Nous, organisations sociales, politiques et populaires, de travailleurs et travailleuses, de migrants, communautés indigènes et paysannes, mouvement des femmes, des jeunes, et mouvement syndical d’Amérique Latine, des Caraïbes et d’Europe, réunis à Lima durant le Sommet des Peuples, Enlazando Alternativas III, déclarons :
La coopération et l’intégration de nos peuples passent d’abord par la construction d’un système dans lequel les droits économiques, politiques, sociaux, culturels et environnementaux du plus grand nombre soient une priorité et une raison d’être des politiques gouvernementales.
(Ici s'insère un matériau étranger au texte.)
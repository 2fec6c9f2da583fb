//! Proof Envelope
//!
//! The top-level SSZ union the gateway emits: a one-byte selector followed
//! by the variant body. Verified answers that need no witness travel as
//! `Data`; witness-carrying answers as `Proof`; committee material as
//! `SyncData`. `Data` is itself a union of a 32-byte big-endian quantity
//! and raw bytes.

use thiserror::Error;

/// Envelope decode failures.
#[derive(Debug, Error, PartialEq, Eq)]
pub enum EnvelopeError {
    #[error("empty envelope")]
    Empty,
    #[error("unknown selector {0}")]
    UnknownSelector(u8),
    #[error("truncated {0} body")]
    Truncated(&'static str),
}

/// Inner value union of the `Data` variant.
#[derive(Debug, Clone, PartialEq, Eq)]
pub enum DataValue {
    /// Left-padded 32-byte big-endian quantity (balances, nonces, slots).
    Uint256([u8; 32]),
    /// Raw bytes (code, encoded blocks).
    Bytes(Vec<u8>),
}

impl DataValue {
    const SELECTOR_UINT256: u8 = 1;
    const SELECTOR_BYTES: u8 = 2;

    fn encode_into(&self, out: &mut Vec<u8>) {
        match self {
            Self::Uint256(words) => {
                out.push(Self::SELECTOR_UINT256);
                out.extend_from_slice(words);
            }
            Self::Bytes(bytes) => {
                out.push(Self::SELECTOR_BYTES);
                out.extend_from_slice(bytes);
            }
        }
    }

    fn decode(bytes: &[u8]) -> Result<Self, EnvelopeError> {
        let (&selector, body) = bytes.split_first().ok_or(EnvelopeError::Truncated("data"))?;
        match selector {
            Self::SELECTOR_UINT256 => {
                let words: [u8; 32] = body
                    .try_into()
                    .map_err(|_| EnvelopeError::Truncated("uint256"))?;
                Ok(Self::Uint256(words))
            }
            Self::SELECTOR_BYTES => Ok(Self::Bytes(body.to_vec())),
            other => Err(EnvelopeError::UnknownSelector(other)),
        }
    }
}

/// The proof envelope union.
#[derive(Debug, Clone, PartialEq, Eq)]
pub enum ProofEnvelope {
    /// Selector 1: a verified value with no attached witness.
    Data(DataValue),
    /// Selector 2: SSZ-serialized witness bundle.
    Proof(Vec<u8>),
    /// Selector 3: sync-committee material.
    SyncData(Vec<u8>),
}

impl ProofEnvelope {
    const SELECTOR_DATA: u8 = 1;
    const SELECTOR_PROOF: u8 = 2;
    const SELECTOR_SYNC: u8 = 3;

    #[must_use]
    pub fn encode(&self) -> Vec<u8> {
        let mut out = Vec::new();
        match self {
            Self::Data(value) => {
                out.push(Self::SELECTOR_DATA);
                value.encode_into(&mut out);
            }
            Self::Proof(body) => {
                out.push(Self::SELECTOR_PROOF);
                out.extend_from_slice(body);
            }
            Self::SyncData(body) => {
                out.push(Self::SELECTOR_SYNC);
                out.extend_from_slice(body);
            }
        }
        out
    }

    /// # Errors
    /// Truncated or unknown-selector inputs.
    pub fn decode(bytes: &[u8]) -> Result<Self, EnvelopeError> {
        let (&selector, body) = bytes.split_first().ok_or(EnvelopeError::Empty)?;
        match selector {
            Self::SELECTOR_DATA => Ok(Self::Data(DataValue::decode(body)?)),
            Self::SELECTOR_PROOF => Ok(Self::Proof(body.to_vec())),
            Self::SELECTOR_SYNC => Ok(Self::SyncData(body.to_vec())),
            other => Err(EnvelopeError::UnknownSelector(other)),
        }
    }
}

/// Left-pad a big-endian quantity into a 32-byte word.
#[must_use]
pub fn quantity_to_word(value: alloy::primitives::U256) -> [u8; 32] {
    value.to_be_bytes()
}

#[cfg(test)]
mod tests {
    use super::*;
    use alloy::primitives::U256;

    #[test]
    fn balance_envelope_layout() {
        let word = quantity_to_word(U256::from(0x0au64));
        let envelope = ProofEnvelope::Data(DataValue::Uint256(word));
        let encoded = envelope.encode();

        assert_eq!(encoded[0], 1, "envelope selector");
        assert_eq!(encoded[1], 1, "value selector");
        assert_eq!(&encoded[2..33], &[0u8; 31]);
        assert_eq!(encoded[33], 0x0a);
        assert_eq!(encoded.len(), 34);
    }

    #[test]
    fn decode_round_trip() {
        for envelope in [
            ProofEnvelope::Data(DataValue::Uint256([7u8; 32])),
            ProofEnvelope::Data(DataValue::Bytes(vec![1, 2, 3])),
            ProofEnvelope::Proof(vec![9, 9]),
            ProofEnvelope::SyncData(vec![]),
        ] {
            assert_eq!(ProofEnvelope::decode(&envelope.encode()).unwrap(), envelope);
        }
    }

    #[test]
    fn decode_rejects_garbage() {
        assert_eq!(ProofEnvelope::decode(&[]), Err(EnvelopeError::Empty));
        assert_eq!(
            ProofEnvelope::decode(&[9, 1]),
            Err(EnvelopeError::UnknownSelector(9))
        );
        assert_eq!(
            ProofEnvelope::decode(&[1, 1, 0]),
            Err(EnvelopeError::Truncated("uint256"))
        );
    }
}
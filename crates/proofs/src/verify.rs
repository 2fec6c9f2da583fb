//! Local Verification & Result Extraction
//!
//! The `/rpc` path decodes the envelope a program produced, runs it through
//! the pluggable envelope verifier, and renders the JSON-RPC `result`
//! value. The built-in verifier performs structural checks; the full
//! cryptographic verifier library slots in behind the same trait.

use crate::account::AccountWitness;
use crate::envelope::{DataValue, ProofEnvelope};
use alloy::primitives::U256;
use gateway_engine::GatewayError;
use serde_json::Value;

/// Validates a decoded envelope before its value is surfaced.
pub trait EnvelopeVerifier: Send + Sync {
    /// # Errors
    /// Any verification failure; surfaced as a server error to the client.
    fn verify(&self, envelope: &ProofEnvelope, method: &str) -> Result<(), GatewayError>;
}

/// Structural envelope checks: witness bundles must deserialize and carry a
/// non-empty proof.
#[derive(Debug, Default)]
pub struct StructuralEnvelopeVerifier;

impl EnvelopeVerifier for StructuralEnvelopeVerifier {
    fn verify(&self, envelope: &ProofEnvelope, method: &str) -> Result<(), GatewayError> {
        match envelope {
            ProofEnvelope::Data(_) | ProofEnvelope::SyncData(_) => Ok(()),
            ProofEnvelope::Proof(body) => {
                let witness: AccountWitness = ssz_rs::deserialize(body).map_err(|e| {
                    GatewayError::UpstreamServer {
                        status: 200,
                        message: format!("{method} witness does not deserialize: {e}"),
                    }
                })?;
                if witness.account_proof.is_empty() {
                    return Err(GatewayError::UpstreamServer {
                        status: 200,
                        message: format!("{method} witness carries no proof nodes"),
                    });
                }
                Ok(())
            }
        }
    }
}

/// Decode, verify, and render an envelope as a JSON-RPC result value.
///
/// # Errors
/// Decode failures and verifier rejections.
pub fn verify_and_extract(
    verifier: &dyn EnvelopeVerifier,
    encoded: &[u8],
    method: &str,
) -> Result<Value, GatewayError> {
    let envelope = ProofEnvelope::decode(encoded).map_err(|e| GatewayError::UpstreamServer {
        status: 200,
        message: format!("malformed envelope: {e}"),
    })?;
    verifier.verify(&envelope, method)?;

    Ok(match envelope {
        ProofEnvelope::Data(DataValue::Uint256(word)) => {
            Value::String(format!("0x{:x}", U256::from_be_bytes(word)))
        }
        ProofEnvelope::Data(DataValue::Bytes(bytes)) => {
            // block-shaped payloads are JSON; everything else renders as hex
            serde_json::from_slice::<Value>(&bytes)
                .unwrap_or_else(|_| Value::String(format!("0x{}", hex::encode(&bytes))))
        }
        ProofEnvelope::Proof(body) | ProofEnvelope::SyncData(body) => {
            Value::String(format!("0x{}", hex::encode(body)))
        }
    })
}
C’est pour ces raisons que nous rejetons le projet d’Accord des Associations, proposé par l’Union Européenne et approuvé par plusieurs gouvernements latino-américains et caribéens, qui ne visent qu’à intensifier et perpétrer l’actuel système de domination qui a fait tant de mal à nos peuples.
La stratégie de l’Union Européenne, « Europe globale, celle de la concurrence dans le monde », suppose le perfectionnement des politiques de compétitivité et de croissance économique qui cherchent à gonfler le carnet de commandes de leurs transnationales et à approfondir les politiques néolibérales, incompatibles avec le discours sur le changement climatique, la réduction de la pauvreté et la cohésion sociale. Bien qu’on prétende protéger leur identité en incluant des notions de coopération et de dialogue politique, l’essence du projet est d’ouvrir les marchés des capitaux, des biens et des services, de protéger l’investissement étranger et de réduire la capacité de l’Etat à promouvoir le développement économique et social. Cela a des implications dans les deux régions.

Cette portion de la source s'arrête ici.